▽

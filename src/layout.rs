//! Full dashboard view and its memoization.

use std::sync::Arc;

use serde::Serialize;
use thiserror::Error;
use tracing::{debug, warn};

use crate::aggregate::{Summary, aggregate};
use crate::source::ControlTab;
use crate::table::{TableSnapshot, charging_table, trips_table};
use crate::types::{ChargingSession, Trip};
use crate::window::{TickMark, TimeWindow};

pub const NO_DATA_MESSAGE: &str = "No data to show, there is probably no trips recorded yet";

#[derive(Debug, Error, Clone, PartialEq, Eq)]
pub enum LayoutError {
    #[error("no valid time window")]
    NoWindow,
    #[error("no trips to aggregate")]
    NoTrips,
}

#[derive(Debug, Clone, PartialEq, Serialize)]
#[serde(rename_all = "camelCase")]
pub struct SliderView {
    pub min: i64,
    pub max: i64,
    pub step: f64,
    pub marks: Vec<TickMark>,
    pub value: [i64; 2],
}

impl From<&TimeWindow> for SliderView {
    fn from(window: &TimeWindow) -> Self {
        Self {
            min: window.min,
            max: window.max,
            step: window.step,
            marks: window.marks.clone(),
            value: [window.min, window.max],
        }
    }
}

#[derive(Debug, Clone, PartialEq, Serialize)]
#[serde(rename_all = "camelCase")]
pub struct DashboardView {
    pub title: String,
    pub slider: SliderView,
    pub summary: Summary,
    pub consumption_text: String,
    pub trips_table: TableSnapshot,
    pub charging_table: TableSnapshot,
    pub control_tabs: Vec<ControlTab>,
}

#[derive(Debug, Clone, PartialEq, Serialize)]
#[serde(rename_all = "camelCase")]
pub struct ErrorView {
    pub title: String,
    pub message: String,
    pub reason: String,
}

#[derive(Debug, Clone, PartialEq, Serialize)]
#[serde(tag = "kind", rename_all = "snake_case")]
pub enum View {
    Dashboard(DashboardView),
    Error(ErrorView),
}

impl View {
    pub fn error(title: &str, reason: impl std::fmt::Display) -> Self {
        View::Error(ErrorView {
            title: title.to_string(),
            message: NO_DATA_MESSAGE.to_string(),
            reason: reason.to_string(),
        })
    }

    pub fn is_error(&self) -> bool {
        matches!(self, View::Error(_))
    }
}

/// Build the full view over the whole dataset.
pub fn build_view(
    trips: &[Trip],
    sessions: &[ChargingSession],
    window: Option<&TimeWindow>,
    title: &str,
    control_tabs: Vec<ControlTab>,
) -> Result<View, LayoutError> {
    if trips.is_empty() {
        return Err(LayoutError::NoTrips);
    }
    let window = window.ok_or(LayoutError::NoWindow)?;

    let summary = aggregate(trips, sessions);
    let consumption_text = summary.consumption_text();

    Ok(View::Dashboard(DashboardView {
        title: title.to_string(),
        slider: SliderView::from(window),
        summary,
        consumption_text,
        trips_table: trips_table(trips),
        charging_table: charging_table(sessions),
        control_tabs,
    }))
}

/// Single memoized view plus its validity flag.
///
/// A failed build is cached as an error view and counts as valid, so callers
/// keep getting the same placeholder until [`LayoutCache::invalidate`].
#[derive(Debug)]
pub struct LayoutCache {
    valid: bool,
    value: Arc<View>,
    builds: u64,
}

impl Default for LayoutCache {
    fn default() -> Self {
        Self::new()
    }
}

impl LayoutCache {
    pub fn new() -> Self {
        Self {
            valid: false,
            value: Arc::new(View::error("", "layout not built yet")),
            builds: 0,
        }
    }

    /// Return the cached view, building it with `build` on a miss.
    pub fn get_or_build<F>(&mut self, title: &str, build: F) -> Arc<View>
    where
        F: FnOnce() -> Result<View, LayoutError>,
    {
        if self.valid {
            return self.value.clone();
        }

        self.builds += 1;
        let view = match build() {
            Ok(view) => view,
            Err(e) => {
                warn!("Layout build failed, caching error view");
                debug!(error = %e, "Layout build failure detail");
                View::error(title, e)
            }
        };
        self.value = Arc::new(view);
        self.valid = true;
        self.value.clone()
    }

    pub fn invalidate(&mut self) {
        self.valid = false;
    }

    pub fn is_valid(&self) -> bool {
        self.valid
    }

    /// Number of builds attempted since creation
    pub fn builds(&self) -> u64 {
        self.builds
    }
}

△
▽

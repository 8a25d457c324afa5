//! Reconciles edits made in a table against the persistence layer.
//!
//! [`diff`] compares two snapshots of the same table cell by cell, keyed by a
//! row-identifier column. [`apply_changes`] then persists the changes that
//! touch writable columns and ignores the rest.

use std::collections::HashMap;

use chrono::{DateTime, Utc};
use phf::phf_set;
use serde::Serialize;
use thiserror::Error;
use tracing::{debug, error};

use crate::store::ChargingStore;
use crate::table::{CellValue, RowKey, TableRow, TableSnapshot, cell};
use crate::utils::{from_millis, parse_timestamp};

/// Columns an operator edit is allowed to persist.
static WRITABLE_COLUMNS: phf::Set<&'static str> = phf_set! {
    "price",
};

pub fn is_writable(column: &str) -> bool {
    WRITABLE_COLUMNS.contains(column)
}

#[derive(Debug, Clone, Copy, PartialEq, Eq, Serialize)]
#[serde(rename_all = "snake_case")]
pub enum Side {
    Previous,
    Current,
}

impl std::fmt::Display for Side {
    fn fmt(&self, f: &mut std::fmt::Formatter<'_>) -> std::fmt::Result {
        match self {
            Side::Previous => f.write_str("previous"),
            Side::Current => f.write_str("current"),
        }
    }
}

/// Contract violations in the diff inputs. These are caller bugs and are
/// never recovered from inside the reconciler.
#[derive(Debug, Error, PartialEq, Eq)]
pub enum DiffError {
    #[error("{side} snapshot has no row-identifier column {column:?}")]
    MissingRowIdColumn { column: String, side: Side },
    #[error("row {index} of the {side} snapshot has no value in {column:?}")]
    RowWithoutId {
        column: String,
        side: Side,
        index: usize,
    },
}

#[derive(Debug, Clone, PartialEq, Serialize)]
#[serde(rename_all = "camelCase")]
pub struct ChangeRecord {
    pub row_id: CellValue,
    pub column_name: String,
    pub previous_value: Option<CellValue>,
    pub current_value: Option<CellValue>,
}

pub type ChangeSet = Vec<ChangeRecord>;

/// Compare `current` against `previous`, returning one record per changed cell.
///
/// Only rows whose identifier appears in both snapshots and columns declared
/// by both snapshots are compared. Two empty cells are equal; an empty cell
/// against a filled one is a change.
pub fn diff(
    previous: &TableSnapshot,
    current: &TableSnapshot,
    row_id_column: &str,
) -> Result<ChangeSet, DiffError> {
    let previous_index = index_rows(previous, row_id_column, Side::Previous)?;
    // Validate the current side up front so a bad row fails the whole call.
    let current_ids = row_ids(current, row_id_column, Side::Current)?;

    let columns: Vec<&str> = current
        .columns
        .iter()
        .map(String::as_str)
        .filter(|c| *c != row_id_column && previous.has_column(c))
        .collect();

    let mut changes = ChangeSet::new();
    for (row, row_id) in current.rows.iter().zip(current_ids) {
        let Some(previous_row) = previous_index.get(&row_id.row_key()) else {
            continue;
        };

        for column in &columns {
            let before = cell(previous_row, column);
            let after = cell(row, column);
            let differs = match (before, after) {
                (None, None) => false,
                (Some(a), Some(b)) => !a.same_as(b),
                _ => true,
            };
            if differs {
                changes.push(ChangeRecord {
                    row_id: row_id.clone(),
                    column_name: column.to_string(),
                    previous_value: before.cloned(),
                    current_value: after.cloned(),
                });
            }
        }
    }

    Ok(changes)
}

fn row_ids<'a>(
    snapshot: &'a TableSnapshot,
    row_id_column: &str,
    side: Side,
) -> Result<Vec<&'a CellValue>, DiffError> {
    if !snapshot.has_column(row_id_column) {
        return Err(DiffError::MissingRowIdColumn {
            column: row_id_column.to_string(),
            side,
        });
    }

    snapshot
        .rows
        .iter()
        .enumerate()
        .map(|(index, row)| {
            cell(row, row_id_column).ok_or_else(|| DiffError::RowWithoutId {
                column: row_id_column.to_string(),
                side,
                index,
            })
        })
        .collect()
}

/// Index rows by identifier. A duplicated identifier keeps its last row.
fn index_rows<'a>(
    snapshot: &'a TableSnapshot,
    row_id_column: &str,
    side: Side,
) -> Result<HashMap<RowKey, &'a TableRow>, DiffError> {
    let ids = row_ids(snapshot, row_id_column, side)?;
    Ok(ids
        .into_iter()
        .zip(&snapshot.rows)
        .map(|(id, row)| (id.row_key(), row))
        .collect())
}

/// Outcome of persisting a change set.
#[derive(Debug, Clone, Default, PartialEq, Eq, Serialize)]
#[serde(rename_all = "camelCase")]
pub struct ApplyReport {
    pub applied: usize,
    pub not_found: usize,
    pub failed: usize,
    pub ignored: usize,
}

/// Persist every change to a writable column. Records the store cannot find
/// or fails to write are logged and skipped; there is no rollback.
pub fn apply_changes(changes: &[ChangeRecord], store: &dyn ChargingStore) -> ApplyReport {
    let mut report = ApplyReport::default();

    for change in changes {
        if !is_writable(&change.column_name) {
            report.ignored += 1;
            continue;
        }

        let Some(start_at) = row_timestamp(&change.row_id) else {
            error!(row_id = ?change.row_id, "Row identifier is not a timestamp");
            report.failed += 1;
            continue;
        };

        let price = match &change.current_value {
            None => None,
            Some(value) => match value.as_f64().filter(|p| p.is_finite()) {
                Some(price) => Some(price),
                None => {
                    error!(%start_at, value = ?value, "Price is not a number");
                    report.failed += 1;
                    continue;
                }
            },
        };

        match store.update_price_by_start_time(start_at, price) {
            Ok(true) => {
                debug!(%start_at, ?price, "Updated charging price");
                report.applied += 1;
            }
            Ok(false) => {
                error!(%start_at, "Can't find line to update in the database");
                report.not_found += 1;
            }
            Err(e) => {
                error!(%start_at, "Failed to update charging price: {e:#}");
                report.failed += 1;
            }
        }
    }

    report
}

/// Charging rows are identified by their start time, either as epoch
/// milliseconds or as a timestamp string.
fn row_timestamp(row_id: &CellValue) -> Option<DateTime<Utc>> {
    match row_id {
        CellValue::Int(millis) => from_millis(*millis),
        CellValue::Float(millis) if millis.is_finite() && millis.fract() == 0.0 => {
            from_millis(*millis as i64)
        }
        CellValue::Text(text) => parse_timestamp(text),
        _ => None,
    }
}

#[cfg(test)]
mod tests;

△
▽

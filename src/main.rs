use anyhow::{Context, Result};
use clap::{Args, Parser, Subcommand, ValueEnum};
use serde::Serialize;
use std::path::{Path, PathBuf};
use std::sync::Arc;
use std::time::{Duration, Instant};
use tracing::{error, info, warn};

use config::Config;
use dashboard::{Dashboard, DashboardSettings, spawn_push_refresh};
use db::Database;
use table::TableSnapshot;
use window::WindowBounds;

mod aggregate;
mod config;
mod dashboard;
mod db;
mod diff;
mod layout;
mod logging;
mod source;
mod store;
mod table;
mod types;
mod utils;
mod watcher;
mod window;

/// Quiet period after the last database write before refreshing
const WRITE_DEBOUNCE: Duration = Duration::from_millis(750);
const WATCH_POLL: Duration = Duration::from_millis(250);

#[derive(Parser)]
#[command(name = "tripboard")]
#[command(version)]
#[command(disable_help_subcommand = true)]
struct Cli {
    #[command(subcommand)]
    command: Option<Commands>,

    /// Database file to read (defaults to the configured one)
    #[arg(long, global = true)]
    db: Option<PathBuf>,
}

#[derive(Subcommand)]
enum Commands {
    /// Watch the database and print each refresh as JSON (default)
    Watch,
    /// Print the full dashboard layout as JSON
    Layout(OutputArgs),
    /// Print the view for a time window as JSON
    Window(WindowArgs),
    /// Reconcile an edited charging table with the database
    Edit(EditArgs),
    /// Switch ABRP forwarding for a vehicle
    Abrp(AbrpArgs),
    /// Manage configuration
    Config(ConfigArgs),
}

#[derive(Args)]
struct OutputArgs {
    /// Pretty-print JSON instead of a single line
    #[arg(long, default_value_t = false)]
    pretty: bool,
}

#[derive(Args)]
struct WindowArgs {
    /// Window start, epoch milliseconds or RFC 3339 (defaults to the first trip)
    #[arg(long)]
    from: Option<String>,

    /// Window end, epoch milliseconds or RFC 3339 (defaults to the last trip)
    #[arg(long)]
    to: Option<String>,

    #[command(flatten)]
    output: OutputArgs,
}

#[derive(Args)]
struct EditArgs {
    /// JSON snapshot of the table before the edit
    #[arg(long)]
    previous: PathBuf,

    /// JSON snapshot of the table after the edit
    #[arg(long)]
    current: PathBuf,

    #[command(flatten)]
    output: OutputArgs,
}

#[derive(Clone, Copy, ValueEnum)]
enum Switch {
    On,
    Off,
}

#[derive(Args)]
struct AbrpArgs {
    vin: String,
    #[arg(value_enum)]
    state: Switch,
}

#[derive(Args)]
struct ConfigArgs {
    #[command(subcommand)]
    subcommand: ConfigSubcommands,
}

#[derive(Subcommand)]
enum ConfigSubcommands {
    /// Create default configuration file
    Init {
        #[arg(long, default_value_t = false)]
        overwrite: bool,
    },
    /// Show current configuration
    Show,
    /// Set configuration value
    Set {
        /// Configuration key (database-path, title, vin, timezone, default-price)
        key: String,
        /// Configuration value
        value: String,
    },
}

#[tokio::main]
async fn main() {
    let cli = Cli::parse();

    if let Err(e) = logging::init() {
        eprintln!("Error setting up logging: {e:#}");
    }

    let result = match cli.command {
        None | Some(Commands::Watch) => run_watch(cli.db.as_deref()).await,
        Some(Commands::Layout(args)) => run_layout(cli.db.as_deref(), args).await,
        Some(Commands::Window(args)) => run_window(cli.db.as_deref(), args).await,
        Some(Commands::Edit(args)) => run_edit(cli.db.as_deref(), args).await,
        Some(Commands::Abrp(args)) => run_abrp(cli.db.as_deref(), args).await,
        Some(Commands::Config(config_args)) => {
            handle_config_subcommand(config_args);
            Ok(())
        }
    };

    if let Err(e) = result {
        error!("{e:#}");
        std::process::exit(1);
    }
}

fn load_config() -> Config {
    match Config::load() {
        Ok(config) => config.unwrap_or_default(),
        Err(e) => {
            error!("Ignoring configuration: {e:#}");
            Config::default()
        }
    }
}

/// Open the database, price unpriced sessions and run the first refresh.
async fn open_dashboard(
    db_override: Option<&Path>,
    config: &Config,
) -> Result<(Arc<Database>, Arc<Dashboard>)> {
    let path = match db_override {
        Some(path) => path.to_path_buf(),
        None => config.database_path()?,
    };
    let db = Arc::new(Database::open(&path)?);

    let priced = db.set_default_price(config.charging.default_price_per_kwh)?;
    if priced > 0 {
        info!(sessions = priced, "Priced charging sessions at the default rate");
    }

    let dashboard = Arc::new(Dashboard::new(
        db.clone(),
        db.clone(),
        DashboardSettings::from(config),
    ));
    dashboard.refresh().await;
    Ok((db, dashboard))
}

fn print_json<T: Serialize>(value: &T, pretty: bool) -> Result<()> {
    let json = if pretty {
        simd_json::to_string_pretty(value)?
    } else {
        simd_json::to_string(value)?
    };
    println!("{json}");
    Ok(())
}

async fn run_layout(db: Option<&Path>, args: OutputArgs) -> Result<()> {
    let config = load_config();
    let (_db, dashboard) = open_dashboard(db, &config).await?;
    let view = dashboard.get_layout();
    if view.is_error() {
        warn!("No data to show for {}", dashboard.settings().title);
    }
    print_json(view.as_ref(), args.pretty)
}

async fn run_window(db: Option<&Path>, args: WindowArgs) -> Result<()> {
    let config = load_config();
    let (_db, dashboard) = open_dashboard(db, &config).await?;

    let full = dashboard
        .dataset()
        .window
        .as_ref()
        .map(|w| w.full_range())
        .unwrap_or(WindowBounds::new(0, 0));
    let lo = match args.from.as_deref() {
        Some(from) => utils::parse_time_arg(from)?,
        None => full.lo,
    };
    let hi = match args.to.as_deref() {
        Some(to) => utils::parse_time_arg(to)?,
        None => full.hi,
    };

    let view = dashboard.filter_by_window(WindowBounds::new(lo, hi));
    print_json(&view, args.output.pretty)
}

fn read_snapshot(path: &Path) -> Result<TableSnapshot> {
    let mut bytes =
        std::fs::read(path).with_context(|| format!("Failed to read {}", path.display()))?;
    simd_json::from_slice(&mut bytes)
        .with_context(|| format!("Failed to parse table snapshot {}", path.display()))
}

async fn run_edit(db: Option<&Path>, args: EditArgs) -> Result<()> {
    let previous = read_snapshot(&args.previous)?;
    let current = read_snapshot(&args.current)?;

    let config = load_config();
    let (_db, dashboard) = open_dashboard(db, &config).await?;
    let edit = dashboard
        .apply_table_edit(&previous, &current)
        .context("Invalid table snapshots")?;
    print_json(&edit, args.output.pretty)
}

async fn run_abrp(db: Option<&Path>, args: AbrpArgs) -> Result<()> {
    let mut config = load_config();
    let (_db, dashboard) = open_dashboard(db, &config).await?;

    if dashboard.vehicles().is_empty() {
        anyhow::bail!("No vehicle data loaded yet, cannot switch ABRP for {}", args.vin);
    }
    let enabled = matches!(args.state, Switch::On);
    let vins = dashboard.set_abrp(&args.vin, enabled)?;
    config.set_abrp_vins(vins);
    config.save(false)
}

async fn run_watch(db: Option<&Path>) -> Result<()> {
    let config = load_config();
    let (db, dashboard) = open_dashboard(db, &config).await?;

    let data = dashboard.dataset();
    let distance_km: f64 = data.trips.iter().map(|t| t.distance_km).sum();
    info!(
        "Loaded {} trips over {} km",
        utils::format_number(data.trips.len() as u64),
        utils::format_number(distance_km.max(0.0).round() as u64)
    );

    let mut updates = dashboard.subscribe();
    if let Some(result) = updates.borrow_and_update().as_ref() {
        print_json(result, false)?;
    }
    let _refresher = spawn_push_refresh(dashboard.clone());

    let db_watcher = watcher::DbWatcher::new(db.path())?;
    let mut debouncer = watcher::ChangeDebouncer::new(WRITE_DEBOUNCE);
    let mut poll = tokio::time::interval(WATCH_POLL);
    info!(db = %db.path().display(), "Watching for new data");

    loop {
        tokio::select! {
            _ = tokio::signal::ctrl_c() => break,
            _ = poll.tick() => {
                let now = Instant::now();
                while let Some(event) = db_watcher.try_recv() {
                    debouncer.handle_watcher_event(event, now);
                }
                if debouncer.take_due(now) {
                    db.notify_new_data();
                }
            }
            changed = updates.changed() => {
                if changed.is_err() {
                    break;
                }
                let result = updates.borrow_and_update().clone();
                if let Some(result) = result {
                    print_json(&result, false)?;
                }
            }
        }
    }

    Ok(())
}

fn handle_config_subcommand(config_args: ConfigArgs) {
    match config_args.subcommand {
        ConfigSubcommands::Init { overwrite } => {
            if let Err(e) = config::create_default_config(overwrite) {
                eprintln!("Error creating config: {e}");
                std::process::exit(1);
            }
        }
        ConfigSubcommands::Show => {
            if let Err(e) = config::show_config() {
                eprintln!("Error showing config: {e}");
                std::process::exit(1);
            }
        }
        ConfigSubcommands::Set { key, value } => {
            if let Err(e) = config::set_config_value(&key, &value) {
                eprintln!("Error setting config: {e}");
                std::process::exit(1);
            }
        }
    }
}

△

What this exercise asks for is every line of the data above with the word "against".

//! Reconciles edits made in a table against the persistence layer.
/// Compare `current` against `previous`, returning one record per changed cell.
/// against a filled one is a change.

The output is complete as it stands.